(RECORDED DATA begins)

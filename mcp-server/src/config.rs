//! Configuration management.

use countries_mcp_types::DEFAULT_PORT;
use figment::{
    providers::{Env, Format, Serialized, Toml},
    Figment,
};
use serde::{Deserialize, Serialize};
use std::env;
use std::path::{Path, PathBuf};
use std::time::Duration;

/// Name of the config file looked up in the working directory.
pub const LOCAL_CONFIG_FILE: &str = ".countries-mcp.toml";

/// Default base URL of the REST Countries API.
pub const DEFAULT_API_URL: &str = "https://restcountries.com/v3.1";

/// Load `.env` from the working directory (or a parent) into the process
/// environment. Variables that are already set keep their values.
pub fn load_dotenv() -> Option<PathBuf> {
    dotenvy::dotenv().ok()
}

/// Configuration structure that matches the TOML file format.
#[derive(Debug, Clone, Serialize, Deserialize, Default)]
struct ConfigFile {
    #[serde(default)]
    server: ServerConfig,
    #[serde(default)]
    upstream: UpstreamConfig,
    #[serde(default)]
    logging: LoggingConfig,
}

#[derive(Debug, Clone, Serialize, Deserialize)]
struct ServerConfig {
    #[serde(default = "default_port")]
    port: u16,
}

impl Default for ServerConfig {
    fn default() -> Self {
        Self {
            port: default_port(),
        }
    }
}

#[derive(Debug, Clone, Serialize, Deserialize)]
struct UpstreamConfig {
    #[serde(default = "default_api_url")]
    base_url: String,
    #[serde(default = "default_timeout_secs")]
    timeout_secs: u64,
}

impl Default for UpstreamConfig {
    fn default() -> Self {
        Self {
            base_url: default_api_url(),
            timeout_secs: default_timeout_secs(),
        }
    }
}

#[derive(Debug, Clone, Serialize, Deserialize, Default)]
struct LoggingConfig {
    /// Log level (trace, debug, info, warn, error)
    /// If not set, uses RUST_LOG environment variable or defaults to "info"
    log_level: Option<String>,
}

fn default_port() -> u16 {
    DEFAULT_PORT
}

fn default_api_url() -> String {
    DEFAULT_API_URL.to_string()
}

fn default_timeout_secs() -> u64 {
    10
}

/// Application configuration.
#[derive(Debug, Clone)]
pub struct Config {
    /// Port to listen on
    pub port: u16,
    /// Base URL of the REST Countries API
    pub api_url: String,
    /// Timeout for a single upstream request
    pub request_timeout: Duration,
    /// Log level (if set, overrides RUST_LOG environment variable)
    pub log_level: Option<String>,
}

impl Config {
    /// Load configuration with full priority chain:
    /// CLI args > `port`/`PORT` env > `COUNTRIES_MCP_*` env > config file > defaults.
    ///
    /// The config file is `config_path` if given, otherwise `.countries-mcp.toml`
    /// in the current directory when it exists.
    pub fn from_figment(
        config_path: Option<&Path>,
        port: Option<u16>,
        api_url: Option<String>,
    ) -> anyhow::Result<Self> {
        let local_config = env::current_dir().ok().map(|d| d.join(LOCAL_CONFIG_FILE));

        // 1. Start with defaults
        let mut figment = Figment::new().merge(Serialized::defaults(ConfigFile::default()));

        // 2. Merge config file
        match config_path {
            Some(path) => {
                if !path.exists() {
                    anyhow::bail!("Config file not found: {}", path.display());
                }
                figment = figment.merge(Toml::file(path));
            }
            None => {
                if let Some(path) = local_config.filter(|p| p.exists()) {
                    figment = figment.merge(Toml::file(path));
                }
            }
        }

        // 3. Merge environment variables (COUNTRIES_MCP_SECTION__KEY)
        figment = figment.merge(
            Env::prefixed("COUNTRIES_MCP_").map(|key| key.as_str().replace("__", ".").into()),
        );

        // 4. Bare port variable; non-numeric values are ignored
        if let Some(p) = port_from_env() {
            figment = figment.merge(Serialized::default("server.port", p));
        }

        // 5. Merge CLI arguments (highest priority)
        if let Some(p) = port {
            figment = figment.merge(Serialized::default("server.port", p));
        }
        if let Some(ref url) = api_url {
            figment = figment.merge(Serialized::default("upstream.base_url", url));
        }

        let config_file: ConfigFile = figment.extract()?;

        Ok(Self {
            port: config_file.server.port,
            api_url: config_file.upstream.base_url,
            request_timeout: Duration::from_secs(config_file.upstream.timeout_secs),
            log_level: config_file.logging.log_level,
        })
    }
}

/// Port from `port` (or `PORT`), if set to a valid number.
fn port_from_env() -> Option<u16> {
    env::var("port")
        .or_else(|_| env::var("PORT"))
        .ok()
        .and_then(|p| p.trim().parse().ok())
}
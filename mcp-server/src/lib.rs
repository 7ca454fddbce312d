//! Countries MCP server library.
//!
//! Serves the `get_country_data` tool over the MCP SSE transport, one protocol
//! server per connection.

use axum::{
    extract::DefaultBodyLimit,
    http::{header, HeaderName, HeaderValue},
    routing::{get, post},
    Router,
};
use std::convert::Infallible;
use countries_mcp_types::{MCP_MESSAGE_PATH, MCP_STREAM_PATH};
use tower_http::set_header::SetResponseHeaderLayer;
use tower_http::trace::TraceLayer;

pub mod api;
pub mod client;
pub mod config;
pub mod mcp;
pub mod state;
pub mod tools;

use state::AppState;

/// Sets `name` on every response of a route unless the handler already did.
fn cors_header(name: HeaderName, value: &'static str) -> SetResponseHeaderLayer<HeaderValue> {
    SetResponseHeaderLayer::if_not_present(name, HeaderValue::from_static(value))
}

/// Create the Axum application router with a given state.
pub fn create_app(state: AppState) -> Router {
    Router::new()
        .route("/health", get(api::health::health).fallback(api::not_found))
        // CORS headers are layered so extractor rejections carry them too
        .route(
            MCP_STREAM_PATH,
            get(api::mcp::mcp_stream)
                .options(api::mcp::mcp_options)
                .fallback(api::not_found)
                .layer::<_, Infallible>(cors_header(header::ACCESS_CONTROL_ALLOW_ORIGIN, "*")),
        )
        .route(
            MCP_MESSAGE_PATH,
            post(api::mcp::mcp_message)
                .options(api::mcp::mcp_options)
                .fallback(api::not_found)
                .layer::<_, Infallible>(DefaultBodyLimit::max(api::mcp::MAX_MESSAGE_BYTES))
                .layer::<_, Infallible>(cors_header(header::ACCESS_CONTROL_ALLOW_ORIGIN, "*"))
                .layer(cors_header(header::ACCESS_CONTROL_ALLOW_HEADERS, "content-type")),
        )
        .fallback(api::not_found)
        .layer(TraceLayer::new_for_http())
        .with_state(state)
}
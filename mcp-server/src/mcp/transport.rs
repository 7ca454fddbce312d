//! Transport abstraction shared by the SSE and stdio bindings.

use async_trait::async_trait;
use countries_mcp_types::{JsonRpcRequest, JsonRpcResponse};

/// Error type for transport operations.
#[derive(Debug, thiserror::Error)]
pub enum TransportError {
    #[error("Transport is closed")]
    Closed,

    #[error("Transport already started")]
    AlreadyStarted,

    #[error("SSE connection not established")]
    NotStarted,

    #[error("Invalid message: {0}")]
    InvalidMessage(#[from] serde_json::Error),

    #[error("IO error: {0}")]
    Io(#[from] std::io::Error),
}

/// A bidirectional JSON-RPC channel a protocol server is bound to.
#[async_trait]
pub trait Transport: Send + Sync {
    /// Begin the connection. Called once by [`McpServer::connect`](super::McpServer::connect).
    async fn start(&self) -> Result<(), TransportError>;

    /// Next inbound message, or `None` once the transport is closed.
    async fn receive(&self) -> Option<JsonRpcRequest>;

    /// Deliver a response to the peer.
    async fn send(&self, response: &JsonRpcResponse) -> Result<(), TransportError>;

    /// Close the transport. Closing twice is a no-op.
    async fn close(&self);
}

/// Decode a single JSON-RPC message.
pub fn decode_request(raw: &[u8]) -> Result<JsonRpcRequest, serde_json::Error> {
    serde_json::from_slice(raw)
}

/// Error response for a message that failed [`decode_request`].
pub fn decode_error_response(error: &serde_json::Error) -> JsonRpcResponse {
    use countries_mcp_types::jsonrpc::INVALID_REQUEST;
    use serde_json::error::Category;

    match error.classify() {
        // Well-formed JSON that is not a request object
        Category::Data => JsonRpcResponse::error(
            serde_json::Value::Null,
            INVALID_REQUEST,
            format!("Invalid request: {}", error),
        ),
        _ => JsonRpcResponse::parse_error(format!("Parse error: {}", error)),
    }
}
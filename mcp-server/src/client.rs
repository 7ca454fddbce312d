use async_trait::async_trait;
use reqwest::{Client, StatusCode};
use serde_json::Value;
use std::time::Duration;
use tracing::{debug, error};

/// Error returned when a country lookup cannot produce a record list.
#[derive(Debug, thiserror::Error)]
pub enum LookupError {
    #[error("Failed to send request: {0}")]
    Request(#[source] reqwest::Error),

    #[error("Upstream returned status {0}")]
    Status(StatusCode),

    #[error("Failed to parse response: {0}")]
    Parse(#[source] reqwest::Error),
}

/// Source of country records, looked up by name.
#[async_trait]
pub trait CountryLookup: Send + Sync {
    /// Fetch all records matching `country_name`.
    async fn lookup(&self, country_name: &str) -> Result<Vec<Value>, LookupError>;
}

/// HTTP client for the REST Countries API
#[derive(Clone, Debug)]
pub struct RestCountriesClient {
    base_url: String,
    client: Client,
}

impl RestCountriesClient {
    pub fn new(base_url: impl Into<String>, timeout: Duration) -> reqwest::Result<Self> {
        let client = Client::builder().timeout(timeout).build()?;
        Ok(Self {
            base_url: base_url.into().trim_end_matches('/').to_string(),
            client,
        })
    }

    pub fn base_url(&self) -> &str {
        &self.base_url
    }

    async fn fetch(&self, country_name: &str) -> Result<Vec<Value>, LookupError> {
        let url = format!(
            "{}/name/{}",
            self.base_url,
            urlencoding::encode(country_name)
        );
        debug!("Fetching country data from {}", url);

        let response = self
            .client
            .get(&url)
            .send()
            .await
            .map_err(LookupError::Request)?;

        let status = response.status();
        if !status.is_success() {
            return Err(LookupError::Status(status));
        }

        response.json().await.map_err(LookupError::Parse)
    }
}

#[async_trait]
impl CountryLookup for RestCountriesClient {
    async fn lookup(&self, country_name: &str) -> Result<Vec<Value>, LookupError> {
        self.fetch(country_name).await.inspect_err(|e| {
            error!("Failed to fetch country data for '{}': {}", country_name, e);
        })
    }
}

#[cfg(test)]
mod tests {
    use super::*;
    use axum::{extract::Path, http::StatusCode, response::IntoResponse, routing::get, Json, Router};
    use serde_json::json;

    async fn fake_name_endpoint(Path(name): Path<String>) -> axum::response::Response {
        match name.as_str() {
            "France" => Json(json!([
                {"name": {"common": "France"}, "cca2": "FR"},
                {"name": {"common": "French Guiana"}, "cca2": "GF"}
            ]))
            .into_response(),
            "United States" => Json(json!([{"name": {"common": "United States"}}])).into_response(),
            "garbage" => "definitely not json".into_response(),
            _ => (
                StatusCode::NOT_FOUND,
                Json(json!({"status": 404, "message": "Not Found"})),
            )
                .into_response(),
        }
    }

    async fn spawn_upstream() -> String {
        let router = Router::new().route("/name/{name}", get(fake_name_endpoint));
        let listener = tokio::net::TcpListener::bind("127.0.0.1:0").await.unwrap();
        let addr = listener.local_addr().unwrap();
        tokio::spawn(async move {
            axum::serve(listener, router).await.unwrap();
        });
        format!("http://{}", addr)
    }

    fn client(base_url: String) -> RestCountriesClient {
        RestCountriesClient::new(base_url, Duration::from_secs(5)).unwrap()
    }

    #[tokio::test]
    async fn test_lookup_returns_all_matches() {
        let client = client(spawn_upstream().await);
        let records = client.lookup("France").await.unwrap();
        assert_eq!(records.len(), 2);
        assert_eq!(records[0]["name"]["common"], "France");
    }

    #[tokio::test]
    async fn test_lookup_encodes_name() {
        let client = client(spawn_upstream().await);
        let records = client.lookup("United States").await.unwrap();
        assert_eq!(records[0]["name"]["common"], "United States");
    }

    #[tokio::test]
    async fn test_lookup_not_found_is_status_error() {
        let client = client(spawn_upstream().await);
        let err = client.lookup("Atlantis").await.unwrap_err();
        assert!(matches!(err, LookupError::Status(StatusCode::NOT_FOUND)));
    }

    #[tokio::test]
    async fn test_lookup_invalid_body_is_parse_error() {
        let client = client(spawn_upstream().await);
        let err = client.lookup("garbage").await.unwrap_err();
        assert!(matches!(err, LookupError::Parse(_)));
    }

    #[tokio::test]
    async fn test_lookup_unreachable_is_request_error() {
        let client = client("http://127.0.0.1:1".to_string());
        let err = client.lookup("France").await.unwrap_err();
        assert!(matches!(err, LookupError::Request(_)));
    }

    #[test]
    fn test_base_url_trailing_slash_trimmed() {
        let client = client("https://restcountries.com/v3.1/".to_string());
        assert_eq!(client.base_url(), "https://restcountries.com/v3.1");
    }
}
//! Protocol server instances and the factory that builds one per connection.

use parking_lot::Mutex;
use std::sync::Arc;
use tokio::task::JoinHandle;
use tokio_util::sync::CancellationToken;
use tracing::{debug, warn};

use super::handler::McpHandler;
use super::transport::{Transport, TransportError};
use crate::tools::ToolRegistry;

/// Name and version reported in `initialize`.
#[derive(Debug, Clone)]
pub struct ServerIdentity {
    pub name: String,
    pub version: String,
}

impl Default for ServerIdentity {
    fn default() -> Self {
        Self {
            name: "countries-mcp".to_string(),
            version: env!("CARGO_PKG_VERSION").to_string(),
        }
    }
}

#[derive(Debug, thiserror::Error)]
pub enum ServerError {
    #[error("Server is not connected")]
    NotConnected,

    #[error("Server is already connected")]
    AlreadyConnected,

    #[error(transparent)]
    Transport(#[from] TransportError),
}

struct Connection {
    transport: Arc<dyn Transport>,
    task: JoinHandle<()>,
    finished: CancellationToken,
}

/// A protocol server bound to at most one transport.
pub struct McpServer {
    handler: Arc<McpHandler>,
    connection: Mutex<Option<Connection>>,
}

impl McpServer {
    pub fn new(handler: McpHandler) -> Self {
        Self {
            handler: Arc::new(handler),
            connection: Mutex::new(None),
        }
    }

    pub fn is_connected(&self) -> bool {
        self.connection.lock().is_some()
    }

    /// Start the transport and serve its messages in a background task.
    pub async fn connect(&self, transport: Arc<dyn Transport>) -> Result<(), ServerError> {
        if self.is_connected() {
            return Err(ServerError::AlreadyConnected);
        }

        transport.start().await?;

        let finished = CancellationToken::new();
        let task = tokio::spawn(serve(
            self.handler.clone(),
            transport.clone(),
            finished.clone(),
        ));

        *self.connection.lock() = Some(Connection {
            transport,
            task,
            finished,
        });
        Ok(())
    }

    /// Stop serving and close the bound transport.
    pub async fn close(&self) -> Result<(), ServerError> {
        let connection = self
            .connection
            .lock()
            .take()
            .ok_or(ServerError::NotConnected)?;

        connection.transport.close().await;
        connection.task.abort();
        Ok(())
    }

    /// Resolves when the serve loop has ended (transport closed or server closed).
    pub async fn wait(&self) -> Result<(), ServerError> {
        let finished = self
            .connection
            .lock()
            .as_ref()
            .map(|c| c.finished.clone())
            .ok_or(ServerError::NotConnected)?;
        finished.cancelled().await;
        Ok(())
    }
}

/// Messages of one connection are handled in arrival order.
async fn serve(
    handler: Arc<McpHandler>,
    transport: Arc<dyn Transport>,
    finished: CancellationToken,
) {
    // Fires on normal exit and on abort alike
    let _finished = finished.drop_guard();

    while let Some(request) = transport.receive().await {
        if let Some(response) = handler.handle_request(request).await {
            if let Err(e) = transport.send(&response).await {
                warn!("Failed to send MCP response: {}", e);
                break;
            }
        }
    }
    debug!("MCP serve loop finished");
}

/// Builds an isolated [`McpServer`] for every new connection.
#[derive(Clone)]
pub struct ServerFactory {
    identity: ServerIdentity,
    tools: ToolRegistry,
}

impl ServerFactory {
    pub fn new(identity: ServerIdentity, tools: ToolRegistry) -> Self {
        Self { identity, tools }
    }

    pub fn create(&self) -> McpServer {
        McpServer::new(McpHandler::new(self.identity.clone(), self.tools.clone()))
    }
}

#[cfg(test)]
mod tests {
    use super::*;
    use crate::mcp::StdioTransport;
    use crate::tools::tests::FakeLookup;
    use serde_json::{json, Value};
    use tokio::io::{duplex, AsyncBufReadExt, AsyncWriteExt, BufReader};

    fn factory() -> ServerFactory {
        ServerFactory::new(
            ServerIdentity::default(),
            ToolRegistry::new(Arc::new(FakeLookup::Records(vec![
                json!({"name": {"common": "Japan"}}),
            ]))),
        )
    }

    #[tokio::test]
    async fn test_serves_requests_in_order() {
        let (mut client_in, server_in) = duplex(4096);
        let (server_out, client_out) = duplex(4096);
        let server = factory().create();
        server
            .connect(Arc::new(StdioTransport::with_io(server_in, server_out)))
            .await
            .unwrap();

        client_in
            .write_all(
                concat!(
                    r#"{"jsonrpc":"2.0","id":1,"method":"ping"}"#,
                    "\n",
                    r#"{"jsonrpc":"2.0","method":"notifications/initialized"}"#,
                    "\n",
                    r#"{"jsonrpc":"2.0","id":2,"method":"tools/call","params":{"name":"get_country_data","arguments":{"countryName":"Japan"}}}"#,
                    "\n"
                )
                .as_bytes(),
            )
            .await
            .unwrap();

        let mut lines = BufReader::new(client_out).lines();
        let first: Value =
            serde_json::from_str(&lines.next_line().await.unwrap().unwrap()).unwrap();
        let second: Value =
            serde_json::from_str(&lines.next_line().await.unwrap().unwrap()).unwrap();

        assert_eq!(first["id"], 1);
        assert_eq!(second["id"], 2);
        assert_eq!(
            second["result"]["structuredContent"]["data"]["name"]["common"],
            "Japan"
        );

        drop(client_in);
        server.wait().await.unwrap();
    }

    #[tokio::test]
    async fn test_connect_twice_fails() {
        let server = factory().create();
        server
            .connect(Arc::new(StdioTransport::with_io(
                tokio::io::empty(),
                tokio::io::sink(),
            )))
            .await
            .unwrap();
        let err = server
            .connect(Arc::new(StdioTransport::with_io(
                tokio::io::empty(),
                tokio::io::sink(),
            )))
            .await
            .unwrap_err();
        assert!(matches!(err, ServerError::AlreadyConnected));
    }

    #[tokio::test]
    async fn test_close_without_connection_fails() {
        let server = factory().create();
        assert!(matches!(server.close().await, Err(ServerError::NotConnected)));
    }

    #[tokio::test]
    async fn test_close_stops_serving() {
        let (_client_in, server_in) = duplex(1024);
        let server = factory().create();
        server
            .connect(Arc::new(StdioTransport::with_io(server_in, tokio::io::sink())))
            .await
            .unwrap();
        assert!(server.is_connected());

        server.close().await.unwrap();
        assert!(!server.is_connected());
        assert!(matches!(server.close().await, Err(ServerError::NotConnected)));
    }

    #[tokio::test]
    async fn test_factory_creates_independent_servers() {
        let factory = factory();
        let a = factory.create();
        let b = factory.create();
        a.connect(Arc::new(StdioTransport::with_io(
            tokio::io::empty(),
            tokio::io::sink(),
        )))
        .await
        .unwrap();
        assert!(a.is_connected());
        assert!(!b.is_connected());
    }
}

(RECORDED DATA ends)

WHAT THE EXERCISE ASKS>
Look through the records above and report how many lines hold the word "duplex", giving only the number.

ANSWER TO THIS EXERCISE>
4